::: Dataset records

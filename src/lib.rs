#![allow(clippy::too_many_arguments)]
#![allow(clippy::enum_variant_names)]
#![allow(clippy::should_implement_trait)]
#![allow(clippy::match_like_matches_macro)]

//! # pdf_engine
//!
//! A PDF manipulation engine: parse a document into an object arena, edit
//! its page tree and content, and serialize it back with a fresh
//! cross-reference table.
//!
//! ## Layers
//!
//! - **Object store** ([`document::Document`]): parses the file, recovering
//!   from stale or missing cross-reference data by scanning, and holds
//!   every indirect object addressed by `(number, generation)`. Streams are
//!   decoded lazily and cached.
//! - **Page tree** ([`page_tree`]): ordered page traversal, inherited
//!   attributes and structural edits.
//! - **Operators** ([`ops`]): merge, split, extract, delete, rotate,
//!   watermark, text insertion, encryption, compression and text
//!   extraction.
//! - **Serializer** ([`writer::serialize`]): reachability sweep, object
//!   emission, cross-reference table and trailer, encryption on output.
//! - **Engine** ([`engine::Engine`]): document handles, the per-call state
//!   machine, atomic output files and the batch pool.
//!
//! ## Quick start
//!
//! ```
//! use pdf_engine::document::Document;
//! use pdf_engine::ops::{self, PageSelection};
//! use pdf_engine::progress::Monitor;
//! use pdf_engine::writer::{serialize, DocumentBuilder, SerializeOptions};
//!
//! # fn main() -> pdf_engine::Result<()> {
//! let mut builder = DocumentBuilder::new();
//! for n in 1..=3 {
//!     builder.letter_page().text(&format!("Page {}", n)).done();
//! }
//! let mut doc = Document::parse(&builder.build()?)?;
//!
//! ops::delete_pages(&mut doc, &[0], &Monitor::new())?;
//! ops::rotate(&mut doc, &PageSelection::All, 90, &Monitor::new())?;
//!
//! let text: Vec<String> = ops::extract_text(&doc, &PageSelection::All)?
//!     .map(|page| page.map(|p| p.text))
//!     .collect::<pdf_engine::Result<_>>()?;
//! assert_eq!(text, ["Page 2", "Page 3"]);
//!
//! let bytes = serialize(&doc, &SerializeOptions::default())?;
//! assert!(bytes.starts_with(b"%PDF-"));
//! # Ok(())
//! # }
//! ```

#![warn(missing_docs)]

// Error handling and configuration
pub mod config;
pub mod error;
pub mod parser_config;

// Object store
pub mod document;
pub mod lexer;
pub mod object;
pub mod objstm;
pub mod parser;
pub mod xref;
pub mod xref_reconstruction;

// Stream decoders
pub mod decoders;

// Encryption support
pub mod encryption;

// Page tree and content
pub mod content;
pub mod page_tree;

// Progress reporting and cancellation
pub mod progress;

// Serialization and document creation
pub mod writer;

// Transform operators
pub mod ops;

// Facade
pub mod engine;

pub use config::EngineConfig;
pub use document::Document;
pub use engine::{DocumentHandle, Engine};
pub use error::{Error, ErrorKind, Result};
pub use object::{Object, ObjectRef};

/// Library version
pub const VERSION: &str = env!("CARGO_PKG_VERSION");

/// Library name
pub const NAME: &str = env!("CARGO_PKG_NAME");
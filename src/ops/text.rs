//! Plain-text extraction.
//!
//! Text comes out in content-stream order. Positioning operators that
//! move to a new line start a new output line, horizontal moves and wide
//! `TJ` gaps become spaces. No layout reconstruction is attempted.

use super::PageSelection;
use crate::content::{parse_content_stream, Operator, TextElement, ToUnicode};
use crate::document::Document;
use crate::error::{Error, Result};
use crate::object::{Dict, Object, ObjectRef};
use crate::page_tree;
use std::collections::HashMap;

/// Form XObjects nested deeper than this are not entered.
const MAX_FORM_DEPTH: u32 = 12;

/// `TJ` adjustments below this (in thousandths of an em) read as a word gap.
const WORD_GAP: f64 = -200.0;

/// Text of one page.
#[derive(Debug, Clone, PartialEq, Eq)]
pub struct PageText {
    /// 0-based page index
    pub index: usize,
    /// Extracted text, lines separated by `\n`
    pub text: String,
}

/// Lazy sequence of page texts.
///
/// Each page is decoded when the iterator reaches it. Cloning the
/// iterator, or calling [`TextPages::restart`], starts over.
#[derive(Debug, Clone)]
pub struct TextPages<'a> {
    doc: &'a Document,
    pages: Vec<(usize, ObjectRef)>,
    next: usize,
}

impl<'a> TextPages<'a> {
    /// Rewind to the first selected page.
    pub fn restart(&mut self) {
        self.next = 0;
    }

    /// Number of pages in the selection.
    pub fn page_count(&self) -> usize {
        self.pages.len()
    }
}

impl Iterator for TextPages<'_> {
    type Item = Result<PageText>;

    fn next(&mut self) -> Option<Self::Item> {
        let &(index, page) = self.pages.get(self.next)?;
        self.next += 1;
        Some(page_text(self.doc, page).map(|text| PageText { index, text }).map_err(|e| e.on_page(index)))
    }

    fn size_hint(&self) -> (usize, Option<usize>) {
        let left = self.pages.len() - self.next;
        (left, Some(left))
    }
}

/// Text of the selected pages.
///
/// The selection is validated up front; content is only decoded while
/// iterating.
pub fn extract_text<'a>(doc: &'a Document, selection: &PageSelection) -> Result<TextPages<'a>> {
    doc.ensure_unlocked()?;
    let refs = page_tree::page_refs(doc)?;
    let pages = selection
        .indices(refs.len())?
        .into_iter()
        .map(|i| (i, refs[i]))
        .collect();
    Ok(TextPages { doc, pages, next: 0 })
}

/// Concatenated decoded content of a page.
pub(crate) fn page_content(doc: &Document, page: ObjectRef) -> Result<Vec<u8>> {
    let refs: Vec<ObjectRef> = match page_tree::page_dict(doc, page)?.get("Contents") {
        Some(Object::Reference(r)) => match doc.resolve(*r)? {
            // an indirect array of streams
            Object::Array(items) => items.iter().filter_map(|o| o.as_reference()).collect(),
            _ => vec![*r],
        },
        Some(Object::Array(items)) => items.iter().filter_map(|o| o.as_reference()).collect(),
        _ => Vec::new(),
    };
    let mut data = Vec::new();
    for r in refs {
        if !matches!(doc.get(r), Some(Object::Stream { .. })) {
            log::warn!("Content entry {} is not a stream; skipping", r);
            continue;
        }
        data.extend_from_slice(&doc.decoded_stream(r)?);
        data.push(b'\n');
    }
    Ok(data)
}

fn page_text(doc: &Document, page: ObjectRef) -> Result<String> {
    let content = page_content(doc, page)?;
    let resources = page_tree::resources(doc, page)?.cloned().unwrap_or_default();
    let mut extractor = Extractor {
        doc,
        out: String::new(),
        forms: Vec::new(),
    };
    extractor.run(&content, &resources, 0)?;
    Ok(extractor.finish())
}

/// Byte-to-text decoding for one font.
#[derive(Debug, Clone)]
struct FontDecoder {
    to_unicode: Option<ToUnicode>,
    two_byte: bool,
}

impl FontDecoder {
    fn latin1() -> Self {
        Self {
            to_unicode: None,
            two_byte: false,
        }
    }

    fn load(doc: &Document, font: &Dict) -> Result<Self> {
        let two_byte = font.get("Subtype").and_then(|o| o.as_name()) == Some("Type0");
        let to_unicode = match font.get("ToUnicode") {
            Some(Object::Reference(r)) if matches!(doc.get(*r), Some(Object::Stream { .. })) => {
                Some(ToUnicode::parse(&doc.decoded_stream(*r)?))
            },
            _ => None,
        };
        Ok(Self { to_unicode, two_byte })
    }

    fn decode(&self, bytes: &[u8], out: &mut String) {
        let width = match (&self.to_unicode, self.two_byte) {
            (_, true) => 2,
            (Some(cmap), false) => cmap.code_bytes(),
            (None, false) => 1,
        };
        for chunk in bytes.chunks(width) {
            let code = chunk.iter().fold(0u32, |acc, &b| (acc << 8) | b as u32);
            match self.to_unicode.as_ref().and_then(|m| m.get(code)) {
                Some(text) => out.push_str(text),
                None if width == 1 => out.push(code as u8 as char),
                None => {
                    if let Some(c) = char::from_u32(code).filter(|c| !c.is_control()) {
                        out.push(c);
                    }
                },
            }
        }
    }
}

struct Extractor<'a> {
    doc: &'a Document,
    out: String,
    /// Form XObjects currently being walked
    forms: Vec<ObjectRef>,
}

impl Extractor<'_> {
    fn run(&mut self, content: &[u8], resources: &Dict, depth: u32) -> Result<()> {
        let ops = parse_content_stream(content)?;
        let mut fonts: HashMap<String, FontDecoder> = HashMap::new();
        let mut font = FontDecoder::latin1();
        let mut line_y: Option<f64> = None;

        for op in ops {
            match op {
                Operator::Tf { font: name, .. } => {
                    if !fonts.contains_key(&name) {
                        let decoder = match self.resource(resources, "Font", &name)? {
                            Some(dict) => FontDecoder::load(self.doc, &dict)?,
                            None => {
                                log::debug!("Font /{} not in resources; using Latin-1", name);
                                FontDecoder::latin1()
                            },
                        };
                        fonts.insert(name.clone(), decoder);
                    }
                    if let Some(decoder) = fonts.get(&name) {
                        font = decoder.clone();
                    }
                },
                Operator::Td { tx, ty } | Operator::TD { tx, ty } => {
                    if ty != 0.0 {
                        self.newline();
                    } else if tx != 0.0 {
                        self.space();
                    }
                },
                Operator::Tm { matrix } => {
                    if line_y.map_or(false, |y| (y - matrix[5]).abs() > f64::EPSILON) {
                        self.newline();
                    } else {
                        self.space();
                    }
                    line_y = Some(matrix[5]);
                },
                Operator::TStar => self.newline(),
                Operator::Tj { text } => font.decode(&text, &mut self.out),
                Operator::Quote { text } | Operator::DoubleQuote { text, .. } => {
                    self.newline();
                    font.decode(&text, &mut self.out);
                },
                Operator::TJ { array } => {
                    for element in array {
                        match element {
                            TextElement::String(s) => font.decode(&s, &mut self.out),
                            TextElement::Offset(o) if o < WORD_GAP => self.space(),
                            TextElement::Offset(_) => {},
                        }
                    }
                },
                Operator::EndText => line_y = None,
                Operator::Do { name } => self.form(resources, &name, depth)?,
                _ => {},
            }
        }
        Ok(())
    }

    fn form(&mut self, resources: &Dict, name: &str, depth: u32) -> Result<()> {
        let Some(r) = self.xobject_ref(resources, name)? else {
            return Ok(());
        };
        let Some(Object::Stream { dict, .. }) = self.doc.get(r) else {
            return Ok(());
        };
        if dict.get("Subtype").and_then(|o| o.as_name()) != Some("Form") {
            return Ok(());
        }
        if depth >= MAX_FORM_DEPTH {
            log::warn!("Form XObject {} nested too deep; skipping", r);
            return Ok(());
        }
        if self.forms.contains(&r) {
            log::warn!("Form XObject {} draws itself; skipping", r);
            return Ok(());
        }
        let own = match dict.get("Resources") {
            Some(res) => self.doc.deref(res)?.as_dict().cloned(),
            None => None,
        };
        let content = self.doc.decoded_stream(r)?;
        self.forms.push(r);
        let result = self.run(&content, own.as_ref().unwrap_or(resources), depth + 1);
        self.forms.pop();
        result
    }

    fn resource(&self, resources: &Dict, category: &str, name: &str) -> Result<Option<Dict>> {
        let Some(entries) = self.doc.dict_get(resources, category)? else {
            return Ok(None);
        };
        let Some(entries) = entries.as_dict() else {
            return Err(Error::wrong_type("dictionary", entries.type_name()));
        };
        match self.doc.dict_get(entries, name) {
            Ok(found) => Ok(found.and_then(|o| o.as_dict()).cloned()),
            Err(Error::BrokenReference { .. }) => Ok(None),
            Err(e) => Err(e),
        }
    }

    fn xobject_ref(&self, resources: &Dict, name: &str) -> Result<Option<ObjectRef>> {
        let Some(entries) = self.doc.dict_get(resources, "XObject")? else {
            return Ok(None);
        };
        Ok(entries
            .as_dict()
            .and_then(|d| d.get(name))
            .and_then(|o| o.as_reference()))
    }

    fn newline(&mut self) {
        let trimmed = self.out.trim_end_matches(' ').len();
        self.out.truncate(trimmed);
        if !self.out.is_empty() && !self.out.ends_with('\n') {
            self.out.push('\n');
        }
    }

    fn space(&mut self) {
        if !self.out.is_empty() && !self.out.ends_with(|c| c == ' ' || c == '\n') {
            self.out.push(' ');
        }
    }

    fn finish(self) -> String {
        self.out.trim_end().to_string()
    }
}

::::::

§ **What needs to be done**:
Within the material above, find the lines that contain the word "forms"; copy them.

§ **Response to this task**:
        forms: Vec::new(),
    forms: Vec<ObjectRef>,
        if self.forms.contains(&r) {
        self.forms.push(r);
        self.forms.pop();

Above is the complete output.